Over the past decade, Australian investors have also become more conservative borrowers, with the dollar amount borrowed through margin loans also on the decline. Total margin loans taken out have dropped by 62% since September 2008.

What’s more, current investors are using less of their available credit limit, a sensible strategy to avoid the risk of a margin call. Investors are utilising just 23% of their available credit limit overall ($50 billion) in September 2016, compared to 45% of their available credit limit back in September 2007.

  Year Number of Accounts Total Loans ($ billion) Available Credit Limit ($ billion) Use of Available Credit Limit Average Margin Calls per day per 1,000 clients
September 2007 240,000 39.3 86.7 45% 0.83
2008 239,000 30.2 88.1 34% 3.66
2016 132,000 11.5 50 23% 0.57
December 2007 248,000 41.5 88.9 47% 0.64
2008 233,000 23.4 81.4 29% 8.60
2016 Data not yet available
Source: Reserve Bank of Australia

The ASX-Russell 2016 Long-Term Investing Report showed that borrowing money to invest may not be worth it in the case of margin loans. They found geared investment portfolios did not provide higher long-term returns than non-geared portfolios over 10 years. Keeping in mind, of course, that past performance is no guarantee of future returns.

Canstar can’t tell you whether or not you should take out a margin loan, but we can tell you which margin loans offer outstanding value for money so that your loan works for you.

What is a margin call?

what is a margin call

A margin call happens when the stocks or funds you’ve invested in falls far enough that the amount outstanding on your loan exceeds your borrowing limit by more than the buffer.

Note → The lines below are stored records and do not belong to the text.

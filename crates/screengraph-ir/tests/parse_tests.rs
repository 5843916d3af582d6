use screengraph_ir::parse::parse_graph;
use screengraph_ir::types::ActionSpec;
use screengraph_ir::{Element, SwipeDirection};

#[test]
fn test_parse_minimal_graph() {
    let json = r#"{
        "initial": "Home",
        "scenes": [
            { "id": "Home" }
        ]
    }"#;
    let spec = parse_graph(json).unwrap();
    assert_eq!(spec.initial, "Home");
    assert_eq!(spec.scenes.len(), 1);
    assert!(spec.scenes[0].edges.is_empty());
    assert!(spec.scenes[0].back.is_none());
    assert!(!spec.scenes[0].dismiss_on_use);
}

#[test]
fn test_parse_all_action_kinds() {
    let json = r#"{
        "initial": "Menu",
        "scenes": [
            {
                "id": "Menu",
                "dismiss_on_use": true,
                "edges": [
                    { "to": "Tab", "action": { "type": "tap", "element": [{ "kind": "button", "locator": "Close Menu" }] } },
                    { "to": "Menu2", "action": { "type": "swipe", "direction": "left", "element": [{ "kind": "other", "locator": "menuView" }] } },
                    { "to": "Tab", "action": { "type": "tap_if_exists", "element": [{ "kind": "button", "locator": "Start" }] } },
                    { "to": "Tab", "action": { "type": "type_text", "text": "hi\r", "into": [{ "kind": "text_field", "locator": "address" }] } }
                ],
                "back": { "type": "tap", "element": [{ "kind": "button", "locator": "Cancel" }] }
            }
        ]
    }"#;
    let spec = parse_graph(json).unwrap();
    let scene = &spec.scenes[0];
    assert!(scene.dismiss_on_use);
    assert_eq!(scene.edges.len(), 4);
    assert_eq!(
        scene.edges[0].action,
        ActionSpec::Tap {
            element: Element::button("Close Menu")
        }
    );
    assert_eq!(
        scene.edges[1].action,
        ActionSpec::Swipe {
            element: Element::other("menuView"),
            direction: SwipeDirection::Left,
        }
    );
    assert!(matches!(scene.edges[2].action, ActionSpec::TapIfExists { .. }));
    assert!(matches!(scene.edges[3].action, ActionSpec::TypeText { ref text, .. } if text == "hi\r"));
    assert!(scene.back.is_some());
}

#[test]
fn test_parse_unknown_action_type_fails() {
    let json = r#"{
        "initial": "A",
        "scenes": [
            { "id": "A", "edges": [ { "to": "B", "action": { "type": "pinch" } } ] }
        ]
    }"#;
    assert!(parse_graph(json).is_err());
}

#[test]
fn test_parse_invalid_json() {
    assert!(parse_graph("not json at all").is_err());
}
pub mod compile;
pub mod driver;
pub mod graph;
pub mod validate;

pub use compile::compile;
pub use driver::{DriverError, UiDriver};
pub use graph::{Action, Edge, ExistenceCheck, GraphError, Scene, SceneBuilder, ScreenGraph};
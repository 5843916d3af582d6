//! Element queries the browser graph taps, types into, and swipes.

use screengraph_ir::{Element, ElementKind};

pub const SETTINGS_TABLE: &str = "AppSettingsTableViewController.tableView";

/// Settings table rows, by accessibility identifier.
pub const SETTINGS_CELLS: [&str; 7] = [
    "Search",
    "NewTab",
    "Homepage",
    "TouchIDPasscode",
    "Logins",
    "ClearPrivateData",
    "OpenWith.Setting",
];

pub fn start_browsing() -> Element {
    Element::button("Start Browsing")
}

pub fn url_field() -> Element {
    Element::text_field("url")
}

pub fn address_field() -> Element {
    Element::text_field("address")
}

pub fn toolbar_menu() -> Element {
    Element::button("TabToolbar.menuButton")
}

pub fn tabs_button() -> Element {
    Element::button("URLBarView.tabsButton")
}

pub fn cancel() -> Element {
    Element::button("Cancel")
}

pub fn close_menu() -> Element {
    Element::button("Close Menu")
}

pub fn settings_menu_item() -> Element {
    Element::by_id(ElementKind::Cell, "SettingsMenuItem")
}

pub fn menu_view() -> Element {
    Element::other("MenuViewController.menuView")
}

pub fn settings_cell(id: &str) -> Element {
    Element::table(SETTINGS_TABLE).cell(id)
}

/// First button of the top navigation bar; the system back button.
pub fn navigation_back() -> Element {
    Element::by_index(ElementKind::NavigationBar, 0).button_at(0)
}

pub fn require_passcode_row() -> Element {
    Element::table("AuthenticationManager.settingsTableView").static_text("Require Passcode")
}

pub fn require_passcode_bar() -> Element {
    Element::navigation_bar("Require Passcode")
}

pub fn require_passcode_done() -> Element {
    require_passcode_bar().child_button("Passcode")
}

pub fn enter_passcode_cancel() -> Element {
    Element::navigation_bar("Enter Passcode").child_button("Cancel")
}

pub fn login_list() -> Element {
    Element::table("Login List")
}

pub fn logins_back_to_settings() -> Element {
    Element::navigation_bar("Logins").child_button("Settings")
}

pub fn tab_tray_menu() -> Element {
    Element::button("TabTrayController.menuButton")
}

pub fn tab_tray_add_tab() -> Element {
    Element::button("TabTrayController.addTabButton")
}

/// Every element the browser graph refers to.
pub fn all() -> Vec<Element> {
    let mut elements = vec![
        start_browsing(),
        url_field(),
        address_field(),
        toolbar_menu(),
        tabs_button(),
        cancel(),
        close_menu(),
        settings_menu_item(),
        menu_view(),
        navigation_back(),
        require_passcode_row(),
        require_passcode_bar(),
        require_passcode_done(),
        enter_passcode_cancel(),
        login_list(),
        logins_back_to_settings(),
        tab_tray_menu(),
        tab_tray_add_tab(),
    ];
    elements.extend(SETTINGS_CELLS.iter().map(|id| settings_cell(id)));
    elements
}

This happens because your stock portfolio is the security for a margin loan. To evaluate the probability of a margin call, read this article.

When a margin call is made, your lender usually gives you 24-48 hours to repay your loan back up to the buffer, either by making a payment or by transferring more approved stocks into your loan portfolio. If you can’t pay the margin call, the lender will sell part or all of the shares that are security for your loan to bring your loan back under the LVR (loan-to-valuation) buffer.

Lenders usually have a built-in buffer of up to 10% above the maximum LVR to allow drops in value.

It’s better for investors to avoid margin calls from day one, by:

  • Borrowing less than the maximum LVR for their stocks.
  • Diversifying their portfolio in order to reduce volatility.
  • Regularly paying off the interest on the loan.
  • Regularly monitoring the portfolio gearing level (your LVR) and making extra payments or adding extra stocks to keep away from the maximum LVR.
  • Having a strategy in place for paying a margin call if it happens.

Apart from unexpected market volatility, the chance of a margin call is slim if your portfolio is not heavily geared with a high LVR. The RBA advises that the average number of margin calls was 0.57 calls per day per every 1,000 margin loan borrowers in the September 2016 quarter.

What to look for in a margin loan

Canstar researches and rates providers of margin lending to compare how they perform for investors with different needs. To a certain extent, value for money in terms of margin lending depends on how much and how often you invest. Margin loan borrowers should also look for a low price and features that make their loan more easily manageable.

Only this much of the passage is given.